All of lore.kernel.org
 help / color / mirror / Atom feed
From: Matthew Wilcox <willy@infradead.org>
To: Jan Kara <jack@suse.cz>
Cc: linux-mm@kvack.org, linux-fsdevel@vger.kernel.org,
	Andrew Morton <akpm@linux-foundation.org>,
	Hugh Dickins <hughd@google.com>,
	Johannes Weiner <hannes@cmpxchg.org>,
	Yang Shi <yang.shi@linux.alibaba.com>,
	Dave Chinner <dchinner@redhat.com>,
	linux-kernel@vger.kernel.org,
	William Kucharski <william.kucharski@oracle.com>
Subject: Re: [PATCH v3 04/12] mm/filemap: Add mapping_seek_hole_data
Date: Mon, 26 Oct 2020 12:17:27 +0000	[thread overview]
Message-ID: <20201026121727.GO20115@casper.infradead.org> (raw)
In-Reply-To: <20201026104806.GB29758@quack2.suse.cz>

On Mon, Oct 26, 2020 at 11:48:06AM +0100, Jan Kara wrote:
> > +static inline loff_t page_seek_hole_data(struct page *page,
> > +		loff_t start, loff_t end, bool seek_data)
> > +{
> > +	if (xa_is_value(page) || PageUptodate(page))
> 
> Please add a comment here that this is currently tmpfs specific treating
> exceptional entries as swapped out pages and thus data. It took me quite a
> while to figure this out.

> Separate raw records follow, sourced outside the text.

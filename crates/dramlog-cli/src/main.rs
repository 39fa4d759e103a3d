use clap::{ArgAction, Parser, Subcommand};
use commands::{add, card, clear, config, delete, draft, list, share, show, transfer, update};
use std::path::PathBuf;

mod card_render;
mod commands;
mod logging;
mod output;

#[derive(Parser)]
#[command(name = "dramlog")]
#[command(about = "dramlog - a local-first whisky tasting journal")]
#[command(version)]
struct Cli {
    /// Enable verbose output (use multiple times for more verbosity: -v, -vv)
    #[arg(short, long, action = ArgAction::Count, global = true)]
    verbose: u8,

    /// Suppress all output except errors
    #[arg(short, long, global = true)]
    quiet: bool,

    /// Output format
    #[arg(long, global = true, default_value = "human", value_enum)]
    output: output::OutputFormat,

    #[command(subcommand)]
    command: Commands,
}

#[derive(Subcommand)]
enum Commands {
    /// Add a new review
    #[command(long_about = "Add a new tasting review from a JSON payload. Reads the review (without id/createdAt) from the given file, or from stdin when no file is passed. Clears any pending draft on success.")]
    Add {
        /// JSON payload file (stdin if omitted)
        file: Option<PathBuf>,
    },
    /// List all reviews, newest first
    List,
    /// Show one review as a tasting card
    Show {
        /// Review id (a unique prefix is enough)
        id: String,

        /// Display language for tags, colors and countries
        #[arg(long)]
        lang: Option<dramlog_models::Lang>,
    },
    /// Replace a review's content, keeping id and creation date
    Update {
        id: String,

        /// JSON payload file (stdin if omitted)
        file: Option<PathBuf>,
    },
    /// Delete a review
    Delete {
        id: String,

        /// Skip the confirmation prompt
        #[arg(long, action = ArgAction::SetTrue)]
        yes: bool,
    },
    /// Manage the single draft slot
    Draft {
        #[command(subcommand)]
        cmd: DraftCommands,
    },
    /// Share reviews as URL-safe tokens
    Share {
        #[command(subcommand)]
        cmd: ShareCommands,
    },
    /// Export the whole collection as JSON
    Export {
        /// Destination file (stdout if omitted)
        #[arg(long)]
        out: Option<PathBuf>,
    },
    /// Import a collection, replacing the current one
    #[command(long_about = "Import a JSON collection file. This replaces the entire current collection - there is no merge. Legacy flavor lists (plain id strings) are normalized on the way in.")]
    Import {
        file: PathBuf,

        /// Skip the confirmation prompt
        #[arg(long, action = ArgAction::SetTrue)]
        yes: bool,
    },
    /// Write a review's tasting card to a text file
    Card {
        id: String,

        /// Destination file (defaults to a name derived from the whisky)
        #[arg(long)]
        out: Option<PathBuf>,

        #[arg(long)]
        lang: Option<dramlog_models::Lang>,
    },
    /// View or change settings
    Config {
        #[command(subcommand)]
        cmd: Option<ConfigCommands>,
    },
    /// Clear stored data
    Clear {
        /// Clear reviews and the draft
        #[arg(long, action = ArgAction::SetTrue)]
        all: bool,

        /// Clear the review collection
        #[arg(long, action = ArgAction::SetTrue)]
        reviews: bool,

        /// Clear the pending draft
        #[arg(long, action = ArgAction::SetTrue)]
        draft: bool,
    },
}

#[derive(Subcommand)]
enum DraftCommands {
    /// Save a partial review as the draft (replaces any existing draft)
    Save {
        /// JSON payload file (stdin if omitted)
        file: Option<PathBuf>,
    },
    /// Print the pending draft
    Show,
    /// Discard the pending draft
    Clear,
}

#[derive(Subcommand)]
enum ShareCommands {
    /// Encode a review into a share token
    Encode {
        /// Review id; use --file to encode a payload that isn't stored
        id: Option<String>,

        /// Encode a JSON payload file instead of a stored review
        #[arg(long, conflicts_with = "id")]
        file: Option<PathBuf>,
    },
    /// Decode a share token
    Decode {
        token: String,

        /// Save the decoded review into the collection
        #[arg(long, action = ArgAction::SetTrue)]
        save: bool,
    },
}

#[derive(Subcommand)]
enum ConfigCommands {
    /// Show current settings
    Show,
    /// Get or set the display language (ko / en)
    Lang { value: Option<dramlog_models::Lang> },
    /// Get or set the default reviewer name
    Reviewer { name: Option<String> },
}

fn main() -> color_eyre::Result<()> {
    color_eyre::install()?;

    let cli = Cli::parse();

    logging::init_logging(cli.verbose, cli.quiet).map_err(|e| color_eyre::eyre::eyre!("{}", e))?;

    let output = output::Output::new(cli.output, cli.quiet);

    match cli.command {
        Commands::Add { file } => add::run_add(file, &output),
        Commands::List => list::run_list(&output),
        Commands::Show { id, lang } => show::run_show(&id, lang, &output),
        Commands::Update { id, file } => update::run_update(&id, file, &output),
        Commands::Delete { id, yes } => delete::run_delete(&id, yes, &output),
        Commands::Draft { cmd } => match cmd {
            DraftCommands::Save { file } => draft::run_save(file, &output),
            DraftCommands::Show => draft::run_show(&output),
            DraftCommands::Clear => draft::run_clear(&output),
        },
        Commands::Share { cmd } => match cmd {
            ShareCommands::Encode { id, file } => share::run_encode(id, file, &output),
            ShareCommands::Decode { token, save } => share::run_decode(&token, save, &output),
        },
        Commands::Export { out } => transfer::run_export(out, &output),
        Commands::Import { file, yes } => transfer::run_import(&file, yes, &output),
        Commands::Card { id, out, lang } => card::run_card(&id, out, lang, &output),
        Commands::Config { cmd } => {
            let cmd = cmd.unwrap_or(ConfigCommands::Show);
            match cmd {
                ConfigCommands::Show => config::run_show(&output),
                ConfigCommands::Lang { value } => config::run_lang(value, &output),
                ConfigCommands::Reviewer { name } => config::run_reviewer(name, &output),
            }
        }
        Commands::Clear { all, reviews, draft } => clear::run_clear(all, reviews, draft, &output),
    }
}
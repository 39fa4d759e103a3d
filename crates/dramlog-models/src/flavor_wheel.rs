use crate::lang::Lang;

/// A ko/en display-name pair for static reference data.
#[derive(Debug, Clone, Copy, PartialEq, Eq)]
pub struct LocalName {
    pub ko: &'static str,
    pub en: &'static str,
}

impl LocalName {
    pub fn get(&self, lang: Lang) -> &'static str {
        match lang {
            Lang::Ko => self.ko,
            Lang::En => self.en,
        }
    }
}

#[derive(Debug, Clone, Copy)]
pub struct FlavorTag {
    pub id: &'static str,
    pub name: LocalName,
}

#[derive(Debug, Clone, Copy)]
pub struct FlavorSubCategory {
    pub id: &'static str,
    pub name: LocalName,
    pub tags: &'static [FlavorTag],
}

#[derive(Debug, Clone, Copy)]
pub struct FlavorCategory {
    pub id: &'static str,
    pub name: LocalName,
    pub sub_categories: &'static [FlavorSubCategory],
}

const fn tag(id: &'static str, ko: &'static str, en: &'static str) -> FlavorTag {
    FlavorTag { id, name: LocalName { ko, en } }
}
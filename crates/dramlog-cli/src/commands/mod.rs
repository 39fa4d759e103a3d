pub mod add;
pub mod card;
pub mod clear;
pub mod config;
pub mod delete;
pub mod draft;
pub mod list;
pub mod share;
pub mod show;
pub mod transfer;
pub mod update;

use color_eyre::eyre::{eyre, Context};
use color_eyre::Result;
use dramlog_config::{Config, PathManager};
use dramlog_core::{FileBackend, ReviewStore};
use dramlog_models::{Lang, ReviewInput};
use std::io::Read;
use std::path::PathBuf;
use tracing::debug;

/// Opens the file-backed store at the configured data directory.
pub fn open_store() -> Result<(ReviewStore<FileBackend>, Config)> {
    let path_manager = PathManager::default();
    path_manager
        .ensure_directories()
        .map_err(|e| eyre!("{:#}", e))?;
    let config = Config::load(&path_manager.config_file()).map_err(|e| eyre!("{:#}", e))?;
    let data_dir = config
        .data_dir
        .clone()
        .unwrap_or_else(|| path_manager.data_dir().to_path_buf());
    debug!("opening store at {}", data_dir.display());
    let backend = FileBackend::new(data_dir)?;
    Ok((ReviewStore::new(backend), config))
}

/// --lang flag, then the persisted preference, then the config fallback.
pub fn resolve_lang(arg: Option<Lang>, store: &ReviewStore<FileBackend>, config: &Config) -> Lang {
    if let Some(lang) = arg {
        return lang;
    }
    store.language().ok().flatten().unwrap_or(config.language)
}

/// Reads a JSON payload from a file, or stdin when no file was given.
pub fn read_payload(file: Option<&PathBuf>) -> Result<String> {
    match file {
        Some(path) => std::fs::read_to_string(path)
            .wrap_err_with(|| format!("failed to read {}", path.display())),
        None => {
            let mut buf = String::new();
            std::io::stdin().read_to_string(&mut buf)?;
            Ok(buf)
        }
    }
}

/// Expands a unique id prefix to the full review id.
pub fn resolve_id(store: &ReviewStore<FileBackend>, prefix: &str) -> Result<String> {
    let reviews = store.list()?;
    if reviews.iter().any(|r| r.id == prefix) {
        return Ok(prefix.to_string());
    }
    let matches: Vec<&str> = reviews
        .iter()
        .filter(|r| r.id.starts_with(prefix))
        .map(|r| r.id.as_str())
        .collect();
    match matches.as_slice() {
        [id] => Ok(id.to_string()),
        [] => Err(eyre!("no review matching '{}'", prefix)),
        _ => Err(eyre!("'{}' matches {} reviews, use more characters", prefix, matches.len())),
    }
}

/// The checks the original left to HTML form constraints.
pub fn validate_input(input: &ReviewInput) -> Result<()> {
    if input.whisky.name.trim().is_empty() {
        return Err(eyre!("whisky name is required"));
    }
    if !input.scores.is_valid() {
        return Err(eyre!("scores must be between 0 and 25"));
    }
    for entry in input
        .flavors
        .nose
        .iter()
        .chain(&input.flavors.palate)
        .chain(&input.flavors.finish)
    {
        if !(1..=5).contains(&entry.strength) {
            return Err(eyre!("flavor strength must be between 1 and 5 ({})", entry.id));
        }
    }
    Ok(())
}

#[cfg(test)]
mod tests {
    use super::*;
    use tempfile::TempDir;

    #[test]
    fn test_open_store_under_base_path_override() {
        let dir = TempDir::new().unwrap();
        std::env::set_var("DRAMLOG_BASE_PATH", dir.path());
        let result = open_store();
        std::env::remove_var("DRAMLOG_BASE_PATH");

        let (store, config) = result.unwrap();
        assert!(store.list().unwrap().is_empty());
        assert_eq!(config.language, Lang::En);
        assert!(dir.path().join("data").is_dir());
    }
}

You can remove the comment later when it is no
> longer true...

But it's not tmpfs specific.  If the value entry is a DAX entry, there's
data here, and if the value entry is a shadow entry, there's data here
too.  Not that it should be called for either of those cases because the
filesystem should know, but a value entry always means there's data here.

I'm open to adding a comment, but saying "A value entry always means data"
seems a little redundant with the code.  What would have helped?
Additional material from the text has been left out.